I would like to propose a topic for the upcoming LSF/MM/BPF in May
2023 about swap & zswap (hope I am not too late).

==================== Intro ====================
Currently, using zswap is dependent on swapfiles in an unnecessary
way. To use zswap, you need a swapfile configured (even if the space
will not be used) and zswap is restricted by its size. When pages
reside in zswap, the corresponding swap entry in the swapfile cannot
be used, and is essentially wasted. We also go through unnecessary
code paths when using zswap, such as finding and allocating a swap
entry on the swapout path, or readahead in the swapin path. I am
proposing a swapping abstraction layer that would allow us to remove
zswap's dependency on swapfiles. This can be done by introducing a
data structure between the actual swapping implementation (swapfiles,
zswap) and the rest of the MM code.

==================== Objective ====================
Enabling the use of zswap without a backing swapfile, which makes
zswap useful for a wider variety of use cases. Also, when zswap is
used with a swapfile, the pages in zswap do not use up space in the
swapfile, so the overall swapping capacity increases.

==================== Idea ====================
Introduce a data structure, which I currently call a swap_desc, as an
abstraction layer between swapping implementation and the rest of MM
code. Page tables & page caches would store a swap id (encoded as a
swp_entry_t) instead of directly storing the swap entry associated
with the swapfile. This swap id maps to a struct swap_desc, which acts
as our abstraction layer. All MM code not concerned with swapping
details would operate in terms of swap descs. The swap_desc can point
to either a normal swap entry (associated with a swapfile) or a zswap
entry. It can also include all non-backend specific operations, such
as the swapcache (which would be a simple pointer in swap_desc), swap
counting, etc. It creates a clear, nice abstraction layer between MM
code and the actual swapping implementation.

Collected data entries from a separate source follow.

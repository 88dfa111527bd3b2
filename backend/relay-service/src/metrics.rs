//! Prometheus metrics for the relay worker, injected at process start.

use prometheus::{IntCounter, Registry};

#[derive(Clone)]
pub struct RelayMetrics {
    pub entries_read: IntCounter,
    pub batches_dropped: IntCounter,
    pub rows_written: IntCounter,
    pub write_failures: IntCounter,
    pub acks_issued: IntCounter,
}

impl RelayMetrics {
    pub fn new(registry: &Registry) -> Self {
        let entries_read = IntCounter::new(
            "stream_entries_read_total",
            "Entries fetched from the Redis stream",
        )
        .expect("valid metric for stream_entries_read_total");
        let batches_dropped = IntCounter::new(
            "stream_batches_dropped_total",
            "Fetched batches dropped because an entry failed to decode",
        )
        .expect("valid metric for stream_batches_dropped_total");
        let rows_written = IntCounter::new(
            "db_rows_written_total",
            "Rows successfully written to PostgreSQL",
        )
        .expect("valid metric for db_rows_written_total");
        let write_failures = IntCounter::new(
            "db_write_failures_total",
            "Batch writes that failed; entries stay unacknowledged",
        )
        .expect("valid metric for db_write_failures_total");
        let acks_issued = IntCounter::new(
            "stream_acks_issued_total",
            "Entries acknowledged after a durable write",
        )
        .expect("valid metric for stream_acks_issued_total");

        for metric in [
            Box::new(entries_read.clone()) as Box<dyn prometheus::core::Collector>,
            Box::new(batches_dropped.clone()),
            Box::new(rows_written.clone()),
            Box::new(write_failures.clone()),
            Box::new(acks_issued.clone()),
        ] {
            registry
                .register(metric)
                .expect("metric registered once at startup");
        }

        Self {
            entries_read,
            batches_dropped,
            rows_written,
            write_failures,
            acks_issued,
        }
    }
}
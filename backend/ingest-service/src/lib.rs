pub mod config;
pub mod error;
pub mod metrics;
pub mod queue;
pub mod services;
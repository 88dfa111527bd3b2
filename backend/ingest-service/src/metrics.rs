//! Prometheus metrics for the ingest pipeline
//!
//! Constructed once at process start from an injected registry and passed
//! into each component; no global metric state.

use prometheus::{Histogram, HistogramOpts, IntCounter, IntGauge, Registry};

#[derive(Clone)]
pub struct IngestMetrics {
    pub messages_received: IntCounter,
    pub decode_failures: IntCounter,
    pub queue_size: IntGauge,
    pub queue_dropped: IntCounter,
    pub batch_target: IntGauge,
    pub queue_wait_seconds: Histogram,
    pub batches_written: IntCounter,
    pub rows_written: IntCounter,
    pub write_failures: IntCounter,
}

impl IngestMetrics {
    pub fn new(registry: &Registry) -> Self {
        let messages_received = IntCounter::new(
            "mqtt_messages_received_total",
            "Messages received from the MQTT broker",
        )
        .expect("valid metric for mqtt_messages_received_total");
        let decode_failures = IntCounter::new(
            "mqtt_decode_failures_total",
            "Inbound messages dropped because they failed to decode",
        )
        .expect("valid metric for mqtt_decode_failures_total");
        let queue_size = IntGauge::new("ingest_queue_size", "Readings currently buffered")
            .expect("valid metric for ingest_queue_size");
        let queue_dropped = IntCounter::new(
            "ingest_queue_dropped_total",
            "Readings dropped because the queue was at capacity",
        )
        .expect("valid metric for ingest_queue_dropped_total");
        let batch_target = IntGauge::new(
            "ingest_batch_target_size",
            "Current adaptive target batch size",
        )
        .expect("valid metric for ingest_batch_target_size");
        let queue_wait_seconds = Histogram::with_opts(
            HistogramOpts::new(
                "ingest_queue_wait_seconds",
                "Time a reading spent buffered before being drained",
            )
            .buckets(vec![0.001, 0.005, 0.01, 0.05, 0.1, 0.5, 1.0, 5.0, 10.0]),
        )
        .expect("valid metric for ingest_queue_wait_seconds");
        let batches_written = IntCounter::new(
            "db_batches_written_total",
            "Batches successfully written to PostgreSQL",
        )
        .expect("valid metric for db_batches_written_total");
        let rows_written = IntCounter::new(
            "db_rows_written_total",
            "Rows successfully written to PostgreSQL",
        )
        .expect("valid metric for db_rows_written_total");
        let write_failures = IntCounter::new(
            "db_write_failures_total",
            "Batch writes that failed; the batch is discarded",
        )
        .expect("valid metric for db_write_failures_total");

        for metric in [
            Box::new(messages_received.clone()) as Box<dyn prometheus::core::Collector>,
            Box::new(decode_failures.clone()),
            Box::new(queue_size.clone()),
            Box::new(queue_dropped.clone()),
            Box::new(batch_target.clone()),
            Box::new(queue_wait_seconds.clone()),
            Box::new(batches_written.clone()),
            Box::new(rows_written.clone()),
            Box::new(write_failures.clone()),
        ] {
            registry
                .register(metric)
                .expect("metric registered once at startup");
        }

        Self {
            messages_received,
            decode_failures,
            queue_size,
            queue_dropped,
            batch_target,
            queue_wait_seconds,
            batches_written,
            rows_written,
            write_failures,
        }
    }
}
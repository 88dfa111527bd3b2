//! PostgreSQL sink for relayed batches.

use std::sync::Arc;

use async_trait::async_trait;
use db_pool::PgConnectionManager;
use sqlx::{Postgres, QueryBuilder};
use telemetry_schema::SensorReading;

use crate::error::{RelayError, Result};

#[async_trait]
pub trait BatchSink: Send + Sync {
    async fn write(&self, batch: &[SensorReading]) -> Result<()>;
}

/// Writes each batch as one multi-row INSERT.
pub struct PostgresSink {
    manager: Arc<PgConnectionManager>,
}

impl PostgresSink {
    pub fn new(manager: Arc<PgConnectionManager>) -> Self {
        Self { manager }
    }
}

#[async_trait]
impl BatchSink for PostgresSink {
    async fn write(&self, batch: &[SensorReading]) -> Result<()> {
        if batch.is_empty() {
            return Ok(());
        }
        let pool = self.manager.acquire().await?;
        let mut query = QueryBuilder::<Postgres>::new(
            "INSERT INTO sensor_data (device_id, timestamp, temperature, humidity) ",
        );
        query.push_values(batch, |mut row, reading| {
            row.push_bind(&reading.device_id)
                .push_bind(reading.timestamp)
                .push_bind(reading.temperature)
                .push_bind(reading.humidity);
        });
        query.build().execute(&pool).await.map_err(RelayError::from)?;
        Ok(())
    }
}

==================== Benefits ====================
This work enables using zswap without a backing swapfile and increases
the swap capacity when zswap is used with a swapfile. It also creates
a separation that allows us to skip code paths that don't make sense
in the zswap path (e.g. readahead). We get to drop zswap's rbtree
which might result in better performance (less lookups, less lock
contention).

The abstraction layer also opens the door for multiple cleanups (e.g.
removing swapper address spaces, removing swap count continuation
code, etc). Another nice cleanup that this work enables would be
separating the overloaded swp_entry_t into two distinct types: one for
things that are stored in page tables / caches, and for actual swap
entries. In the future, we can potentially further optimize how we use
the bits in the page tables instead of sticking everything into the
current type/offset format.

Another potential win here can be swapoff, which can be more practical
by directly scanning all swap_desc's instead of going through page
tables and shmem page caches.

Overall zswap becomes more accessible and available to a wider range
of use cases.

==================== Cost ====================
The obvious downside of this is added memory overhead, specifically
for users that use swapfiles without zswap. Instead of paying one byte
(swap_map) for every potential page in the swapfile (+ swap count
continuation), we pay the size of the swap_desc for every page that is
actually in the swapfile, which I am estimating can be roughly around
24 bytes or so, so maybe 0.6% of swapped out memory. The overhead only
scales with pages actually swapped out. For zswap users, it should be
a win (or at least even) because we get to drop a lot of fields from
struct zswap_entry (e.g. rbtree, index, etc).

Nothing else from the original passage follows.